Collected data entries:
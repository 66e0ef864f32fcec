//! # Method Table
//!
//! A concurrent name → binding map. The server keeps its handlers here and
//! the client keeps its declared call shapes here; both only ever look an
//! entry up, clone it, and let go of the map before doing any I/O.
//!
//! ## Invariants
//!
//! - Names are non-empty.
//! - A name is bound at most once; rebinding requires `remove` first.

use std::any::TypeId;

use dashmap::mapref::entry::Entry;
use dashmap::DashMap;

use duowire::CodecError;

#[derive(Debug)]
pub enum Error {
    EmptyName,
    Duplicate(String),
    NotFound(String),
    /// A service offered nothing to register.
    NoMethods,
    /// A declared call shape does not match the requested one.
    SignatureMismatch { name: String, declared: Signature, requested: Signature },
    /// The codec refused one of the binding's types.
    Codec(CodecError),
}

impl std::fmt::Display for Error {
    fn fmt(&self, f: &mut std::fmt::Formatter<'_>) -> std::fmt::Result {
        match self {
            Self::EmptyName => write!(f, "Method name is empty"),
            Self::Duplicate(name) => write!(f, "Method `{}` is already registered", name),
            Self::NotFound(name) => write!(f, "Method `{}` is not registered", name),
            Self::NoMethods => write!(f, "Service has no methods to register"),
            Self::SignatureMismatch { name, declared, requested } => write!(
                f,
                "Method `{}` was declared as {} but requested as {}",
                name, declared, requested
            ),
            Self::Codec(e) => write!(f, "Cannot register types: {}", e),
        }
    }
}

impl std::error::Error for Error {
    fn source(&self) -> Option<&(dyn std::error::Error + 'static)> {
        match self {
            Self::Codec(e) => Some(e),
            _ => None,
        }
    }
}

impl From<CodecError> for Error {
    fn from(e: CodecError) -> Self {
        Self::Codec(e)
    }
}

pub type Result<T> = std::result::Result<T, Error>;

/// A Rust type as recorded in a signature.
#[derive(Debug, Clone, Copy, PartialEq, Eq)]
pub struct TypeInfo {
    pub id: TypeId,
    pub name: &'static str,
}

impl TypeInfo {
    pub fn of<T: 'static>() -> Self {
        Self { id: TypeId::of::<T>(), name: std::any::type_name::<T>() }
    }

    /// `None` for `()`, which means "no result".
    pub fn result<T: 'static>() -> Option<Self> {
        if TypeId::of::<T>() == TypeId::of::<()>() {
            None
        } else {
            Some(Self::of::<T>())
        }
    }
}

/// Parameter types and result type of one method.
#[derive(Debug, Clone, PartialEq, Eq)]
pub struct Signature {
    pub params: Vec<TypeInfo>,
    pub result: Option<TypeInfo>,
}

impl Signature {
    pub fn new(params: Vec<TypeInfo>, result: Option<TypeInfo>) -> Self {
        Self { params, result }
    }

    pub fn arity(&self) -> usize {
        self.params.len()
    }
}

impl std::fmt::Display for Signature {
    fn fmt(&self, f: &mut std::fmt::Formatter<'_>) -> std::fmt::Result {
        let params: Vec<&str> = self.params.iter().map(|p| p.name).collect();
        write!(f, "fn({})", params.join(", "))?;
        if let Some(result) = &self.result {
            write!(f, " -> {}", result.name)?;
        }
        Ok(())
    }
}

/// Concurrent name → binding map.
pub struct MethodTable<V> {
    entries: DashMap<String, V>,
}

impl<V: Clone> MethodTable<V> {
    pub fn new() -> Self {
        Self { entries: DashMap::new() }
    }

    pub fn insert(&self, name: &str, value: V) -> Result<()> {
        if name.is_empty() {
            return Err(Error::EmptyName);
        }

        match self.entries.entry(name.to_owned()) {
            Entry::Occupied(_) => Err(Error::Duplicate(name.to_owned())),
            Entry::Vacant(slot) => {
                slot.insert(value);
                Ok(())
            }
        }
    }

    pub fn remove(&self, name: &str) -> Result<V> {
        self.entries
            .remove(name)
            .map(|(_, value)| value)
            .ok_or_else(|| Error::NotFound(name.to_owned()))
    }

    /// A clone of the binding; the map is released before this returns.
    pub fn get(&self, name: &str) -> Option<V> {
        self.entries.get(name).map(|entry| entry.value().clone())
    }

    pub fn contains(&self, name: &str) -> bool {
        self.entries.contains_key(name)
    }

    /// Registered names, sorted.
    pub fn names(&self) -> Vec<String> {
        let mut names: Vec<String> = self.entries.iter().map(|e| e.key().clone()).collect();
        names.sort();
        names
    }

    pub fn len(&self) -> usize {
        self.entries.len()
    }

    pub fn is_empty(&self) -> bool {
        self.entries.is_empty()
    }
}

impl<V: Clone> Default for MethodTable<V> {
    fn default() -> Self {
        Self::new()
    }
}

What is being asked: Your response must contain all of the records, copied exactly.

Solution to this exercise:
repository 66e0ef864f32fcec
//! # Method Table
//!
//! A concurrent name → binding map. The server keeps its handlers here and
//! the client keeps its declared call shapes here; both only ever look an
//! entry up, clone it, and let go of the map before doing any I/O.
//!
//! ## Invariants
//!
//! - Names are non-empty.
//! - A name is bound at most once; rebinding requires `remove` first.

use std::any::TypeId;

use dashmap::mapref::entry::Entry;
use dashmap::DashMap;

use duowire::CodecError;

#[derive(Debug)]
pub enum Error {
    EmptyName,
    Duplicate(String),
    NotFound(String),
    /// A service offered nothing to register.
    NoMethods,
    /// A declared call shape does not match the requested one.
    SignatureMismatch { name: String, declared: Signature, requested: Signature },
    /// The codec refused one of the binding's types.
    Codec(CodecError),
}

impl std::fmt::Display for Error {
    fn fmt(&self, f: &mut std::fmt::Formatter<'_>) -> std::fmt::Result {
        match self {
            Self::EmptyName => write!(f, "Method name is empty"),
            Self::Duplicate(name) => write!(f, "Method `{}` is already registered", name),
            Self::NotFound(name) => write!(f, "Method `{}` is not registered", name),
            Self::NoMethods => write!(f, "Service has no methods to register"),
            Self::SignatureMismatch { name, declared, requested } => write!(
                f,
                "Method `{}` was declared as {} but requested as {}",
                name, declared, requested
            ),
            Self::Codec(e) => write!(f, "Cannot register types: {}", e),
        }
    }
}

impl std::error::Error for Error {
    fn source(&self) -> Option<&(dyn std::error::Error + 'static)> {
        match self {
            Self::Codec(e) => Some(e),
            _ => None,
        }
    }
}

impl From<CodecError> for Error {
    fn from(e: CodecError) -> Self {
        Self::Codec(e)
    }
}

pub type Result<T> = std::result::Result<T, Error>;

/// A Rust type as recorded in a signature.
#[derive(Debug, Clone, Copy, PartialEq, Eq)]
pub struct TypeInfo {
    pub id: TypeId,
    pub name: &'static str,
}

impl TypeInfo {
    pub fn of<T: 'static>() -> Self {
        Self { id: TypeId::of::<T>(), name: std::any::type_name::<T>() }
    }

    /// `None` for `()`, which means "no result".
    pub fn result<T: 'static>() -> Option<Self> {
        if TypeId::of::<T>() == TypeId::of::<()>() {
            None
        } else {
            Some(Self::of::<T>())
        }
    }
}

/// Parameter types and result type of one method.
#[derive(Debug, Clone, PartialEq, Eq)]
pub struct Signature {
    pub params: Vec<TypeInfo>,
    pub result: Option<TypeInfo>,
}

impl Signature {
    pub fn new(params: Vec<TypeInfo>, result: Option<TypeInfo>) -> Self {
        Self { params, result }
    }

    pub fn arity(&self) -> usize {
        self.params.len()
    }
}

impl std::fmt::Display for Signature {
    fn fmt(&self, f: &mut std::fmt::Formatter<'_>) -> std::fmt::Result {
        let params: Vec<&str> = self.params.iter().map(|p| p.name).collect();
        write!(f, "fn({})", params.join(", "))?;
        if let Some(result) = &self.result {
            write!(f, " -> {}", result.name)?;
        }
        Ok(())
    }
}

/// Concurrent name → binding map.
pub struct MethodTable<V> {
    entries: DashMap<String, V>,
}

impl<V: Clone> MethodTable<V> {
    pub fn new() -> Self {
        Self { entries: DashMap::new() }
    }

    pub fn insert(&self, name: &str, value: V) -> Result<()> {
        if name.is_empty() {
            return Err(Error::EmptyName);
        }

        match self.entries.entry(name.to_owned()) {
            Entry::Occupied(_) => Err(Error::Duplicate(name.to_owned())),
            Entry::Vacant(slot) => {
                slot.insert(value);
                Ok(())
            }
        }
    }

    pub fn remove(&self, name: &str) -> Result<V> {
        self.entries
            .remove(name)
            .map(|(_, value)| value)
            .ok_or_else(|| Error::NotFound(name.to_owned()))
    }

    /// A clone of the binding; the map is released before this returns.
    pub fn get(&self, name: &str) -> Option<V> {
        self.entries.get(name).map(|entry| entry.value().clone())
    }

    pub fn contains(&self, name: &str) -> bool {
        self.entries.contains_key(name)
    }

    /// Registered names, sorted.
    pub fn names(&self) -> Vec<String> {
        let mut names: Vec<String> = self.entries.iter().map(|e| e.key().clone()).collect();
        names.sort();
        names
    }

    pub fn len(&self) -> usize {
        self.entries.len()
    }

    pub fn is_empty(&self) -> bool {
        self.entries.is_empty()
    }
}

impl<V: Clone> Default for MethodTable<V> {
    fn default() -> Self {
        Self::new()
    }
}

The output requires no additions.